What is the result of compiling and running the following application?.

package names; // ww w  . j a va2s.c om

import java.util.*; 
import java.util.function.*; 

interface ApplyFilter { 
   void filter(List<String> input); 
} 
public class Main { 
   
   static Function<String,String> first = s ->  
      {System.out.println(s); return s;}; 
   
   static Predicate second = t -> "bob".equalsIgnoreCase(t); 
   
   public void process(ApplyFilter a, List<String> list) { 
      a.filter(list); 
   } 
   public static void main(String[] contestants) { 
      final List<String> people = new ArrayList<>(); 
      people.add("Bob"); 
      people.add("bob"); 
      people.add("B"); 
      people.add("A"); 
      final Main f = new Main(); 
      f.process(q -> { 
         q.removeIf(second); 
         q.forEach(first); 
      }, people); 
   } 
} 
  • A. It prints two lines.
  • B. It prints three lines.
  • C. One line of code does not compile.
  • D. Two lines of code do not compile.
  • E. Three lines of code do not compile.
  • F. The code compiles but prints an exception at runtime.


D.

Note

The code does not compile, so Options A, B, and F are incorrect.

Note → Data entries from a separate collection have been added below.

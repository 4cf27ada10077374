// src/error.rs
//
// 分数エンジンのエラー型定義
// 検出した地点で同期的に返し、内部で回復・再試行はしない。

use std::fmt;

pub type Result<T> = std::result::Result<T, FractionError>;

#[derive(Debug, Clone, PartialEq, Eq)]
pub enum FractionError {
    /// ゼロ除算（分母ゼロ、`a/0` リテラル、ゼロでの除算・剰余、ゼロの負の冪）
    DivisionByZero(String),
    /// 無限大からの構築、浮動小数点への変換あふれ
    Overflow(String),
    /// NaN からの構築、不正なリテラル、不正な引数値
    Value(String),
    /// 整数でない成分、未対応の被演算子
    Type(String),
}

impl FractionError {
    pub fn division_by_zero(message: impl Into<String>) -> Self {
        FractionError::DivisionByZero(message.into())
    }

    pub fn overflow(message: impl Into<String>) -> Self {
        FractionError::Overflow(message.into())
    }

    pub fn value(message: impl Into<String>) -> Self {
        FractionError::Value(message.into())
    }

    pub fn type_error(message: impl Into<String>) -> Self {
        FractionError::Type(message.into())
    }

    /// エラー種別名（ホスト側の例外クラスへの対応付けに使う）
    pub fn kind(&self) -> &'static str {
        match self {
            FractionError::DivisionByZero(_) => "ZeroDivisionError",
            FractionError::Overflow(_) => "OverflowError",
            FractionError::Value(_) => "ValueError",
            FractionError::Type(_) => "TypeError",
        }
    }

    pub fn message(&self) -> &str {
        match self {
            FractionError::DivisionByZero(msg)
            | FractionError::Overflow(msg)
            | FractionError::Value(msg)
            | FractionError::Type(msg) => msg,
        }
    }
}

impl fmt::Display for FractionError {
    fn fmt(&self, f: &mut fmt::Formatter<'_>) -> fmt::Result {
        match self {
            FractionError::DivisionByZero(msg) => write!(f, "Division by zero: {}", msg),
            FractionError::Overflow(msg) => write!(f, "Overflow: {}", msg),
            FractionError::Value(msg) => write!(f, "Value error: {}", msg),
            FractionError::Type(msg) => write!(f, "Type error: {}", msg),
        }
    }
}

impl std::error::Error for FractionError {}

impl From<String> for FractionError {
    fn from(s: String) -> Self {
        FractionError::Value(s)
    }
}

impl From<&str> for FractionError {
    fn from(s: &str) -> Self {
        FractionError::Value(s.to_string())
    }
}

The first compilation error is in the declaration of the lambda expression for second.

It does not use a generic type, which means t is of type Object.

Since Object, unlike String, does not have a method equalsIgnoreCase(), the lambda expression does not compile.

The second compilation issue is in the lambda expression in the main() method.

Notice that process() takes an ApplyFilter instance, and ApplyFilter is a functional interface that takes a List<String> object.

q in this lambda expression is treated as an instance of List<String>.

The forEach() method defined in Collections requires a Consumer instance, not a Function, so the call q.forEach(first) does not compile.

For these two reasons, Option D is the correct answer, since the rest of the code compiles without issue.